[Records from a data source]
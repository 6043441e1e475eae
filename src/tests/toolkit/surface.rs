use crate::map::{Layer, LayerId, MapSurface, MarkerIcon};
use std::collections::BTreeMap;

/// [MapSurface] that only keeps track of what was drawn
#[derive(Debug, Default)]
pub struct FakeSurface {
    next_id: u64,
    pub layers: BTreeMap<LayerId, Layer>,
    pub view: Option<((f64, f64), u8)>,
    pub invalidations: usize,
    pub additions: usize,
    pub removals: usize,
}

impl MapSurface for FakeSurface {
    fn add_layer(&mut self, layer: Layer) -> LayerId {
        let id = LayerId(self.next_id);
        self.next_id += 1;
        self.additions += 1;
        self.layers.insert(id, layer);
        id
    }
    fn remove_layer(&mut self, id: LayerId) {
        assert!(
            self.layers.remove(&id).is_some(),
            "removing unknown layer {}",
            id
        );
        self.removals += 1;
    }
    fn set_view(&mut self, center: (f64, f64), zoom: u8) {
        self.view = Some((center, zoom));
    }
    fn invalidate_size(&mut self) {
        self.invalidations += 1;
    }
}

impl FakeSurface {
    pub fn len(&self) -> usize {
        self.layers.len()
    }
    fn markers(&self, icon: MarkerIcon) -> usize {
        self.layers
            .values()
            .filter(|layer| matches!(layer, Layer::Marker { icon: i, .. } if *i == icon))
            .count()
    }
    pub fn base_layers(&self) -> usize {
        self.layers
            .values()
            .filter(|layer| matches!(layer, Layer::Tiles { .. }))
            .count()
    }
    pub fn observer_markers(&self) -> usize {
        self.markers(MarkerIcon::Observer)
    }
    pub fn satellite_markers(&self) -> usize {
        self.markers(MarkerIcon::Satellite)
    }
    pub fn closest_markers(&self) -> usize {
        self.markers(MarkerIcon::ClosestSatellite)
    }
    pub fn closest_links(&self) -> usize {
        self.layers
            .values()
            .filter(|layer| matches!(layer, Layer::Polyline { .. }))
            .count()
    }
    /// Position of the observer marker, if any
    pub fn observer_position(&self) -> Option<(f64, f64)> {
        self.layers.values().find_map(|layer| match layer {
            Layer::Marker {
                position,
                icon: MarkerIcon::Observer,
                ..
            } => Some(*position),
            _ => None,
        })
    }
}
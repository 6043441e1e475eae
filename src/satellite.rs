//! Raw satellite records, as reported by the provider
use crate::constants::UNKNOWN_CATEGORY;
use crate::position::GeodeticPoint;
use serde::{Deserialize, Deserializer, Serialize};

/// [SatelliteRecord] describes one satellite currently above the observer.
/// Field names follow the provider's JSON. Positions may be incomplete,
/// such records are simply not ranked.
#[derive(Debug, Clone, PartialEq, Serialize, Deserialize)]
pub struct SatelliteRecord {
    /// Catalog number
    #[serde(rename = "satid", default)]
    pub id: u64,
    #[serde(rename = "satname", default)]
    pub name: String,
    /// Provider category, "Unknown" when absent
    #[serde(
        default = "unknown_category",
        deserialize_with = "category_or_unknown"
    )]
    pub category: String,
    /// International designator (COSPAR)
    #[serde(rename = "intDesignator", default, skip_serializing_if = "Option::is_none")]
    pub int_designator: Option<String>,
    #[serde(rename = "launchDate", default, skip_serializing_if = "Option::is_none")]
    pub launch_date: Option<String>,
    /// Latitude in decimal degrees
    #[serde(rename = "satlat", default)]
    pub latitude: Option<f64>,
    /// Longitude in decimal degrees
    #[serde(rename = "satlng", default)]
    pub longitude: Option<f64>,
    /// Altitude in km
    #[serde(rename = "satalt", default)]
    pub altitude: Option<f64>,
}

fn unknown_category() -> String {
    UNKNOWN_CATEGORY.to_string()
}

fn category_or_unknown<'de, D>(deserializer: D) -> Result<String, D::Error>
where
    D: Deserializer<'de>,
{
    let category = Option::<String>::deserialize(deserializer)?;
    Ok(category
        .filter(|c| !c.is_empty())
        .unwrap_or_else(unknown_category))
}

impl SatelliteRecord {
    /// Builds a complete record, category is "Unknown"
    pub fn new(id: u64, name: &str, latitude: f64, longitude: f64, altitude_km: f64) -> Self {
        Self {
            id,
            name: name.to_string(),
            category: unknown_category(),
            int_designator: None,
            launch_date: None,
            latitude: Some(latitude),
            longitude: Some(longitude),
            altitude: Some(altitude_km),
        }
    }
    /// Copies and returns Self with given category
    pub fn with_category(&self, category: &str) -> Self {
        let mut s = self.clone();
        s.category = category.to_string();
        s
    }
    /// Returns [GeodeticPoint] of this satellite, if both latitude
    /// and longitude are known (and finite). A missing altitude is 0 km.
    pub fn geodetic_point(&self) -> Option<GeodeticPoint> {
        let lat = self.latitude.filter(|lat| lat.is_finite())?;
        let lon = self.longitude.filter(|lon| lon.is_finite())?;
        let alt = self.altitude.filter(|alt| alt.is_finite()).unwrap_or(0.0);
        Some(GeodeticPoint::new(lat, lon, alt))
    }
}

impl std::fmt::Display for SatelliteRecord {
    fn fmt(&self, f: &mut std::fmt::Formatter) -> std::fmt::Result {
        write!(f, "{} (#{})", self.name, self.id)
    }
}
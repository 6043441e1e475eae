//! Benchmarking proximity ranking
//! over typical and large provider replies
extern crate criterion;
use criterion::{black_box, criterion_group, criterion_main, Criterion};

use overhead::prelude::*;

fn constellation(size: u64) -> Vec<SatelliteRecord> {
    (0..size)
        .map(|id| {
            SatelliteRecord::new(
                id,
                "STARLINK",
                -60.0 + (id % 120) as f64,
                -180.0 + (id * 7 % 360) as f64,
                540.0 + (id % 30) as f64,
            )
        })
        .collect()
}

fn benchmark(c: &mut Criterion) {
    let observer = ObserverPosition::new(40.0, -75.0, 10.0);
    let mut ranking_grp = c.benchmark_group("ranking");

    for size in [100, 1_000, 10_000] {
        let raw = constellation(size);
        ranking_grp.bench_function(format!("top10/{}", size), |b| {
            b.iter(|| {
                let _ = rank(black_box(&observer), black_box(&raw), 10);
            })
        });
    }

    ranking_grp.finish();
}

criterion_group!(benches, benchmark);
criterion_main!(benches);
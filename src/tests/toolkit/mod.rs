use crate::prelude::*;
use rand::{distributions::Alphanumeric, Rng};

/* Fake rendering surface */
mod surface;
pub use surface::FakeSurface;

/* Scripted position source & relay */
mod collaborators;
pub use collaborators::{ScriptedPosition, ScriptedRelay};

/*
 * Installs the test logger, once
 */
pub fn init_logger() {
    let _ = env_logger::builder().is_test(true).try_init();
}

/*
 * Random complete satellite record, somewhere in LEO
 */
pub fn random_record<R: Rng>(rng: &mut R, id: u64) -> SatelliteRecord {
    let name = (0..8)
        .map(|_| char::from(rng.sample(Alphanumeric)))
        .collect::<String>();
    SatelliteRecord::new(
        id,
        &name,
        rng.gen_range(-90.0..=90.0),
        rng.gen_range(-180.0..=180.0),
        rng.gen_range(160.0..=2000.0),
    )
}

/*
 * Random valid observer
 */
pub fn random_observer<R: Rng>(rng: &mut R) -> ObserverPosition {
    ObserverPosition::new(
        rng.gen_range(-90.0..=90.0),
        rng.gen_range(-180.0..=180.0),
        rng.gen_range(0.0..=4000.0),
    )
}

/*
 * Relay reply body describing given records
 */
pub fn relay_body(records: &[SatelliteRecord]) -> String {
    serde_json::to_string(records).unwrap()
}

/*
 * Tests that the surface content matches the ranked set
 * the map was last reconciled with
 */
pub fn check_layers(surface: &FakeSurface, ranked: &RankedSet) {
    assert_eq!(surface.base_layers(), 1, "base tiles missing or duplicated");
    assert_eq!(surface.observer_markers(), 1, "observer marker count");
    assert_eq!(
        surface.satellite_markers(),
        ranked.len(),
        "satellite marker count"
    );
    let expected = usize::from(!ranked.is_empty());
    assert_eq!(surface.closest_markers(), expected, "closest marker count");
    assert_eq!(surface.closest_links(), expected, "closest link count");
    assert_eq!(
        surface.len(),
        2 + ranked.len() + 2 * expected,
        "orphaned layers"
    );
}
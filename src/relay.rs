//! Satellite data relay exchange.
//!
//! The relay forwards the observer coordinates to the satellite position
//! provider. It is an external collaborator: this module only describes
//! what goes in and out of it, and how its reply is consumed.
use crate::{cfg::Config, position::ObserverPosition, satellite::SatelliteRecord, Error};

use log::trace;
use serde::{Deserialize, Serialize};
use serde_json::Value;

/// Body of a satellite data request
#[derive(Debug, Copy, Clone, PartialEq, Serialize, Deserialize)]
#[serde(rename_all = "camelCase")]
pub struct SatelliteRequest {
    pub observer_latitude: f64,
    pub observer_longitude: f64,
    /// Observer altitude in meters
    #[serde(default, skip_serializing_if = "Option::is_none")]
    pub observer_altitude: Option<f64>,
}

impl From<&ObserverPosition> for SatelliteRequest {
    fn from(observer: &ObserverPosition) -> Self {
        Self {
            observer_latitude: observer.latitude,
            observer_longitude: observer.longitude,
            observer_altitude: Some(observer.altitude),
        }
    }
}

impl SatelliteRequest {
    /// Serializes Self to the relay's JSON body
    pub fn to_json(&self) -> Result<String, Error> {
        serde_json::to_string(self).map_err(|e| Error::FetchFailed(e.to_string()))
    }
}

/// A [SatelliteRelay] answers a [SatelliteRequest] with the raw reply body.
/// Transport failures and non successful statuses are reported
/// as [Error::FetchFailed]. The call may block for as long as the relay
/// takes to answer.
pub trait SatelliteRelay {
    fn fetch(&mut self, request: &SatelliteRequest) -> Result<String, Error>;
}

/// Consumes a relay reply. Only a JSON array is accepted: anything else
/// fails the whole reply, nothing is partially consumed.
/// Array entries that do not describe a satellite are skipped.
pub fn parse_response(body: &str) -> Result<Vec<SatelliteRecord>, Error> {
    let value: Value =
        serde_json::from_str(body).map_err(|e| Error::InvalidResponseShape(e.to_string()))?;

    let entries = match value {
        Value::Array(entries) => entries,
        Value::Object(ref map) => {
            let reason = map
                .get("error")
                .and_then(|e| e.as_str())
                .unwrap_or("not an array");
            return Err(Error::InvalidResponseShape(reason.to_string()));
        },
        _ => return Err(Error::InvalidResponseShape("not an array".to_string())),
    };

    Ok(entries
        .into_iter()
        .filter_map(|entry| match serde_json::from_value::<SatelliteRecord>(entry) {
            Ok(record) => Some(record),
            Err(e) => {
                trace!("skipping malformed entry: {}", e);
                None
            },
        })
        .collect())
}

/// Provider "what's up" query, as issued by the relay
#[derive(Debug, Copy, Clone, PartialEq)]
pub struct AboveQuery {
    pub latitude: f64,
    pub longitude: f64,
    /// Altitude in meters
    pub altitude: f64,
    /// Search radius, in degrees above the horizon
    pub search_radius_deg: u16,
    /// Provider category id
    pub category: u16,
}

impl AboveQuery {
    /// Builds the query for given request. A missing altitude is 0.
    pub fn new(request: &SatelliteRequest, cfg: &Config) -> Self {
        Self {
            latitude: request.observer_latitude,
            longitude: request.observer_longitude,
            altitude: request.observer_altitude.unwrap_or(0.0),
            search_radius_deg: cfg.search_radius_deg,
            category: cfg.category,
        }
    }
    /// Returns the provider API path for this query
    pub fn path(&self) -> String {
        format!(
            "satellite/above/{}/{}/{}/{}/{}",
            self.latitude, self.longitude, self.altitude, self.search_radius_deg, self.category
        )
    }
}

/// Provider query summary
#[derive(Debug, Clone, Default, PartialEq, Serialize, Deserialize)]
pub struct AboveInfo {
    #[serde(default)]
    pub category: String,
    #[serde(rename = "transactionscount", default)]
    pub transactions: u32,
    #[serde(rename = "satcount", default)]
    pub satellites: u32,
}

/// Provider reply envelope
#[derive(Debug, Clone, Default, PartialEq, Serialize, Deserialize)]
pub struct AboveResponse {
    #[serde(default)]
    pub info: AboveInfo,
    #[serde(default)]
    pub above: Option<Vec<Value>>,
}

impl AboveResponse {
    /// Converts the provider envelope to the relay reply body:
    /// the bare `above` array, or an error object when it is missing.
    pub fn into_relay_body(self) -> String {
        match self.above {
            Some(above) => Value::Array(above).to_string(),
            None => serde_json::json!({ "error": "No data found" }).to_string(),
        }
    }
}
//! Proximity ranking
use crate::{
    geodesy::distance_3d,
    position::{GeodeticPoint, ObserverPosition},
    satellite::SatelliteRecord,
};

use itertools::Itertools;
use log::{debug, trace};

/// [SatelliteRecord] tied to its distance to the observer
#[derive(Debug, Clone, PartialEq)]
pub struct RankedSatellite {
    pub record: SatelliteRecord,
    /// Position the distance was computed from
    pub point: GeodeticPoint,
    /// 3D distance to the observer, in whole km
    pub distance_km: f64,
}

impl RankedSatellite {
    pub fn id(&self) -> u64 {
        self.record.id
    }
    pub fn name(&self) -> &str {
        &self.record.name
    }
}

/// Satellites sorted by increasing distance, closest first.
#[derive(Debug, Clone, Default, PartialEq)]
pub struct RankedSet(Vec<RankedSatellite>);

impl RankedSet {
    /// Returns the closest satellite, if any
    pub fn closest(&self) -> Option<&RankedSatellite> {
        self.0.first()
    }
    pub fn len(&self) -> usize {
        self.0.len()
    }
    pub fn is_empty(&self) -> bool {
        self.0.is_empty()
    }
    pub fn iter(&self) -> std::slice::Iter<'_, RankedSatellite> {
        self.0.iter()
    }
    pub fn as_slice(&self) -> &[RankedSatellite] {
        &self.0
    }
}

impl std::ops::Index<usize> for RankedSet {
    type Output = RankedSatellite;
    fn index(&self, index: usize) -> &Self::Output {
        &self.0[index]
    }
}

impl<'a> IntoIterator for &'a RankedSet {
    type Item = &'a RankedSatellite;
    type IntoIter = std::slice::Iter<'a, RankedSatellite>;
    fn into_iter(self) -> Self::IntoIter {
        self.0.iter()
    }
}

/// Ranks the satellites by distance to the observer, and retains the
/// `limit` closest ones. Records lacking latitude or longitude are dropped
/// before truncation. Equal distances preserve the provider order.
pub fn rank(observer: &ObserverPosition, raw: &[SatelliteRecord], limit: usize) -> RankedSet {
    let reference = observer.to_geodetic_point();

    let ranked = raw
        .iter()
        .filter_map(|record| match record.geodetic_point() {
            Some(point) => Some(RankedSatellite {
                record: record.clone(),
                point,
                distance_km: distance_3d(&reference, &point),
            }),
            None => {
                trace!("{}: incomplete position", record);
                None
            },
        })
        // stable: ties keep provider order
        .sorted_by(|a, b| a.distance_km.total_cmp(&b.distance_km))
        .take(limit)
        .collect::<Vec<_>>();

    debug!(
        "ranked {}/{} satellites (closest: {:?})",
        ranked.len(),
        raw.len(),
        ranked.first().map(|sat| (sat.record.id, sat.distance_km)),
    );

    RankedSet(ranked)
}
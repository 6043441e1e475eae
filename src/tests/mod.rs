//! integrated tests
pub mod toolkit;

## Task objective
In the entries above, please find the line with "altitude is 0 km." and the line with "impl std::fmt::Display for", then write out exactly those two lines and every line between them, and nothing more.

## Answer
    /// and longitude are known (and finite). A missing altitude is 0 km.
    pub fn geodetic_point(&self) -> Option<GeodeticPoint> {
        let lat = self.latitude.filter(|lat| lat.is_finite())?;
        let lon = self.longitude.filter(|lon| lon.is_finite())?;
        let alt = self.altitude.filter(|alt| alt.is_finite()).unwrap_or(0.0);
        Some(GeodeticPoint::new(lat, lon, alt))
    }
}

impl std::fmt::Display for SatelliteRecord {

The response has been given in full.